Barbara Holmes ’86 was sworn in as a federal magistrate judge at a ceremony Oct. 7 in Nashville.
Holmes started work as a magistrate judge in August. She replaced Magistrate Judge Juliet Griffin, who retired July 31.
Holmes previously practiced as a partner with Harwell Howard Hyne Gabbert & Manner, where she headed the firm’s commercial bankruptcy and reorganization practice group. Before joining H3GM, Holmes worked with the U.S. Trustee’s office. She has more than 25 years of experience with restructuring and insolvency matters and commercial litigation in state and federal courts.
She is a master in the Harry Phillips American Inn of Court and a Fellow of the Nashville and Tennessee bar foundations. She served as president of the Nashville Bar Association in 2002 and on the NBA’s board of directs from 1999 to 2002 and from 2010 to 2015.

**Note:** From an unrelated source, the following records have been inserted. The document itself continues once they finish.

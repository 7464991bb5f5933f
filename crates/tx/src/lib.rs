// Path: crates/tx/src/lib.rs
#![cfg_attr(
    not(test),
    deny(
        clippy::unwrap_used,
        clippy::expect_used,
        clippy::panic,
        clippy::unimplemented,
        clippy::todo,
        clippy::indexing_slicing
    )
)]

//! The transaction model of the Meridian kernel.
//!
//! [`UnifiedTransactionModel`] turns an ordered [`ChainTransaction`] into service
//! calls. It is also the authorization boundary: privileged operations sent as
//! plain transactions are refused here and only ever run through an approved
//! multisig call.
//!
//! [`ChainTransaction`]: meridian_types::app::ChainTransaction

pub mod system;
pub mod unified;

pub use unified::UnifiedTransactionModel;
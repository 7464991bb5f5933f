// Path: crates/tx/src/system/validation.rs

//! Stateless transaction validation.
//!
//! These checks need neither state nor services, so the executor can run them
//! before opening an overlay for the transaction.

use meridian_types::app::{ChainId, ChainTransaction, TxPayload};
use meridian_types::error::{MultisigError, TransactionError};
use meridian_types::MAX_UNIQUE_ID_BYTES;

/// Rejects a transaction addressed to another chain.
pub fn verify_chain_id(tx: &ChainTransaction, expected: ChainId) -> Result<(), TransactionError> {
    if tx.header.chain_id != expected {
        return Err(TransactionError::ChainIdMismatch {
            expected: expected.0,
            got: tx.header.chain_id.0,
        });
    }
    Ok(())
}

/// Performs the shape checks that do not depend on state.
pub fn validate_stateless(tx: &ChainTransaction) -> Result<(), TransactionError> {
    match &tx.payload {
        TxPayload::SubmitCall { unique_id, .. } => {
            if unique_id.is_empty() || unique_id.len() > MAX_UNIQUE_ID_BYTES {
                return Err(MultisigError::InvalidUniqueId(format!(
                    "length must be 1..={} bytes",
                    MAX_UNIQUE_ID_BYTES
                ))
                .into());
            }
        }
        TxPayload::Transfer { amount, .. } => {
            if *amount == 0 {
                return Err(TransactionError::Invalid("transfer amount must be positive".into()));
            }
        }
        TxPayload::ConfirmCall { .. }
        | TxPayload::RevokeConfirm { .. }
        | TxPayload::Privileged(_) => {}
    }
    Ok(())
}

#[cfg(test)]
mod tests {
    use super::*;
    use meridian_types::app::{AccountId, CallPayload};
    use meridian_types::error::ErrorCode;

    fn tx(payload: TxPayload) -> ChainTransaction {
        ChainTransaction::new(AccountId([1; 32]), ChainId(7), payload)
    }

    #[test]
    fn chain_id_must_match() {
        let t = tx(TxPayload::ConfirmCall { call_id: 1 });
        assert!(verify_chain_id(&t, ChainId(7)).is_ok());
        match verify_chain_id(&t, ChainId(8)) {
            Err(TransactionError::ChainIdMismatch { expected, got }) => {
                assert_eq!((expected, got), (8, 7));
            }
            other => panic!("unexpected: {:?}", other),
        }
    }

    #[test]
    fn unique_id_bounds() {
        let submit = |unique_id: String| {
            tx(TxPayload::SubmitCall {
                payload: CallPayload::CancelUpgrade,
                unique_id,
            })
        };
        assert!(validate_stateless(&submit("ok".into())).is_ok());
        assert!(validate_stateless(&submit("x".repeat(MAX_UNIQUE_ID_BYTES))).is_ok());

        let err = validate_stateless(&submit(String::new())).unwrap_err();
        assert_eq!(err.code(), "MULTISIG_INVALID_UNIQUE_ID");
        assert!(validate_stateless(&submit("x".repeat(MAX_UNIQUE_ID_BYTES + 1))).is_err());
    }

    #[test]
    fn zero_transfer_is_invalid() {
        let zero = tx(TxPayload::Transfer {
            to: AccountId([2; 32]),
            denom: "mer".into(),
            amount: 0,
        });
        assert!(validate_stateless(&zero).is_err());
    }
}
// Path: crates/services/src/testing.rs
//! Shared fixtures for the service unit tests.

use crate::authority::AuthorityRegistry;
use meridian_api::services::access::ServiceDirectory;
use meridian_api::transaction::context::TxContext;
use meridian_state::InMemoryState;
use meridian_types::app::{AccountId, AuthorityParams, ChainId, Validator};
use meridian_types::service_configs::MultisigParams;

pub(crate) fn account(n: u8) -> AccountId {
    AccountId([n; 32])
}

pub(crate) fn validator(n: u8) -> Validator {
    Validator {
        address: account(n),
        attestation: format!("0x{:02x}", n),
    }
}

pub(crate) fn directory(interval_to_execute: u64) -> ServiceDirectory {
    crate::standard_services(MultisigParams {
        interval_to_execute,
    })
    .unwrap()
}

pub(crate) fn context(dir: &ServiceDirectory, height: u64, signer: u8) -> TxContext<'_> {
    TxContext {
        block_height: height,
        chain_id: ChainId(1),
        signer_account_id: account(signer),
        services: dir,
        is_internal: false,
    }
}

/// A state holding validators `1..=n` with bounds `[1, max]`.
pub(crate) fn seeded_state(n: u8, max: u32) -> InMemoryState {
    let mut state = InMemoryState::new();
    let set: Vec<Validator> = (1..=n).map(validator).collect();
    AuthorityRegistry
        .init_genesis(
            &mut state,
            &set,
            AuthorityParams {
                min_validators: 1,
                max_validators: max,
            },
        )
        .unwrap();
    state
}
// Path: crates/services/src/lib.rs
#![forbid(unsafe_code)]
#![cfg_attr(
    not(test),
    deny(
        clippy::unwrap_used,
        clippy::expect_used,
        clippy::panic,
        clippy::todo,
        clippy::unimplemented,
        clippy::indexing_slicing
    )
)]

//! Built-in services of the Meridian kernel.
//!
//! * [`authority`]: the Proof-of-Authority validator registry.
//! * [`multisig`]: the call ledger, the voting engine and the dispatch router that
//!   executes approved calls.
//! * [`bank`]: currency balances, the target of issue/destroy calls.
//! * [`upgrade`]: protocol upgrade scheduling.

pub mod authority;
pub mod bank;
pub mod multisig;
pub mod upgrade;

#[cfg(test)]
pub(crate) mod testing;

use meridian_api::services::access::ServiceDirectory;
use meridian_types::error::CoreError;
use meridian_types::service_configs::MultisigParams;
use std::sync::Arc;

/// Builds the directory of built-in services with the standard dispatch table.
pub fn standard_services(params: MultisigParams) -> Result<ServiceDirectory, CoreError> {
    let router = multisig::DispatchRouter::standard()?;
    Ok(ServiceDirectory::new()
        .with_service(Arc::new(authority::AuthorityRegistry))
        .with_service(Arc::new(bank::BankModule))
        .with_service(Arc::new(multisig::MultisigModule::new(params, router)))
        .with_service(Arc::new(upgrade::UpgradeModule)))
}
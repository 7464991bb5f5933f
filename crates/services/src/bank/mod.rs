// Path: crates/services/src/bank/mod.rs
//! Currency balances.
//!
//! Transfers are ordinary transactions. Issuing and destroying currency change the
//! total supply and are only reachable through approved multisig calls.

use crate::multisig::payload_mismatch;
use meridian_api::impl_service_base;
use meridian_api::state::{StateAccess, StateAccessExt};
use meridian_api::transaction::context::TxContext;
use meridian_types::app::{AccountId, CallKind, CallPayload, KernelEvent};
use meridian_types::error::{StateError, TransactionError};
use meridian_types::keys::{balance_key, supply_key};

/// The bank service. Stateless; balances live under the `bank::` prefix as `u128`.
#[derive(Default, Debug, Clone, Copy)]
pub struct BankModule;

impl_service_base!(BankModule, "bank");

fn validate_denom(denom: &str) -> Result<(), TransactionError> {
    let mut chars = denom.chars();
    let starts_alpha = chars.next().is_some_and(|c| c.is_ascii_alphabetic());
    let rest_ok = chars.all(|c| c.is_ascii_alphanumeric() || "/:._-".contains(c));
    if !starts_alpha || !rest_ok || !(3..=128).contains(&denom.len()) {
        return Err(TransactionError::Invalid(format!("invalid denom '{denom}'")));
    }
    Ok(())
}

fn validate_amount(amount: u128) -> Result<(), TransactionError> {
    if amount == 0 {
        return Err(TransactionError::Invalid("amount must be positive".into()));
    }
    Ok(())
}

impl BankModule {
    /// The balance of `account` in `denom`.
    pub fn balance<S: StateAccess + ?Sized>(
        &self,
        state: &S,
        denom: &str,
        account: &AccountId,
    ) -> Result<u128, StateError> {
        Ok(state
            .get_decoded::<u128>(&balance_key(denom, account))?
            .unwrap_or(0))
    }

    /// The total supply of `denom`.
    pub fn supply<S: StateAccess + ?Sized>(&self, state: &S, denom: &str) -> Result<u128, StateError> {
        Ok(state.get_decoded::<u128>(&supply_key(denom))?.unwrap_or(0))
    }

    fn write_balance(
        state: &mut dyn StateAccess,
        denom: &str,
        account: &AccountId,
        amount: u128,
    ) -> Result<(), StateError> {
        let key = balance_key(denom, account);
        if amount == 0 {
            state.delete(&key)
        } else {
            state.insert_encoded(&key, &amount)
        }
    }

    /// Moves `amount` of `denom` from `from` to `to`.
    pub fn transfer(
        &self,
        state: &mut dyn StateAccess,
        from: &AccountId,
        to: &AccountId,
        denom: &str,
        amount: u128,
    ) -> Result<(), TransactionError> {
        validate_denom(denom)?;
        validate_amount(amount)?;
        let from_bal = self.balance(&*state, denom, from)?;
        let new_from = from_bal
            .checked_sub(amount)
            .ok_or(TransactionError::InsufficientFunds)?;
        Self::write_balance(state, denom, from, new_from)?;

        let to_bal = self.balance(&*state, denom, to)?;
        let new_to = to_bal
            .checked_add(amount)
            .ok_or(TransactionError::BalanceOverflow)?;
        Self::write_balance(state, denom, to, new_to)?;
        Ok(())
    }

    /// Mints `amount` of `denom` into `to`, growing the supply.
    pub fn mint(
        &self,
        state: &mut dyn StateAccess,
        denom: &str,
        to: &AccountId,
        amount: u128,
    ) -> Result<(), TransactionError> {
        validate_denom(denom)?;
        validate_amount(amount)?;
        let new_supply = self
            .supply(&*state, denom)?
            .checked_add(amount)
            .ok_or(TransactionError::BalanceOverflow)?;
        let new_balance = self
            .balance(&*state, denom, to)?
            .checked_add(amount)
            .ok_or(TransactionError::BalanceOverflow)?;
        state.insert_encoded(&supply_key(denom), &new_supply)?;
        Self::write_balance(state, denom, to, new_balance)?;
        Ok(())
    }

    /// Burns `amount` of `denom` held by `from`, shrinking the supply.
    pub fn burn(
        &self,
        state: &mut dyn StateAccess,
        denom: &str,
        from: &AccountId,
        amount: u128,
    ) -> Result<(), TransactionError> {
        validate_denom(denom)?;
        validate_amount(amount)?;
        let new_balance = self
            .balance(&*state, denom, from)?
            .checked_sub(amount)
            .ok_or(TransactionError::InsufficientFunds)?;
        let new_supply = self
            .supply(&*state, denom)?
            .checked_sub(amount)
            .ok_or_else(|| TransactionError::Invalid("supply underflow".into()))?;
        state.insert_encoded(&supply_key(denom), &new_supply)?;
        Self::write_balance(state, denom, from, new_balance)?;
        Ok(())
    }
}

// --- Dispatch handlers ---

/// Executes an approved `IssueCurrency` call.
pub fn handle_issue(
    state: &mut dyn StateAccess,
    payload: &CallPayload,
    ctx: &TxContext<'_>,
) -> Result<Vec<KernelEvent>, TransactionError> {
    let CallPayload::IssueCurrency {
        denom,
        amount,
        recipient,
    } = payload
    else {
        return Err(payload_mismatch(CallKind::IssueCurrency, payload));
    };
    ctx.service::<BankModule>()?
        .mint(state, denom, recipient, *amount)?;
    log::info!("[Bank] Issued {} {} to {}", amount, denom, recipient);
    Ok(vec![KernelEvent::CurrencyIssued {
        denom: denom.clone(),
        amount: *amount,
        recipient: *recipient,
    }])
}

/// Executes an approved `DestroyCurrency` call.
pub fn handle_destroy(
    state: &mut dyn StateAccess,
    payload: &CallPayload,
    ctx: &TxContext<'_>,
) -> Result<Vec<KernelEvent>, TransactionError> {
    let CallPayload::DestroyCurrency {
        denom,
        amount,
        holder,
    } = payload
    else {
        return Err(payload_mismatch(CallKind::DestroyCurrency, payload));
    };
    ctx.service::<BankModule>()?
        .burn(state, denom, holder, *amount)?;
    log::info!("[Bank] Destroyed {} {} held by {}", amount, denom, holder);
    Ok(vec![KernelEvent::CurrencyDestroyed {
        denom: denom.clone(),
        amount: *amount,
        holder: *holder,
    }])
}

Originally from Colorado, Holmes moved to Nashville in the early 1980s to attend law school at Vanderbilt. An avid hockey and baseball fan, Holmes presented her investiture speech in the form of a letter to her two young grandchildren and used a baseball metaphor to explain her frame of mind as she begins work as a magistrate judge.
“I think what I learned from baseball will serve me well on the bench,” she said. “You don’t always know whether something is foul or fair right away. Sometimes the difference between the right and wrong call, a strike or a ball, is a matter of inches.”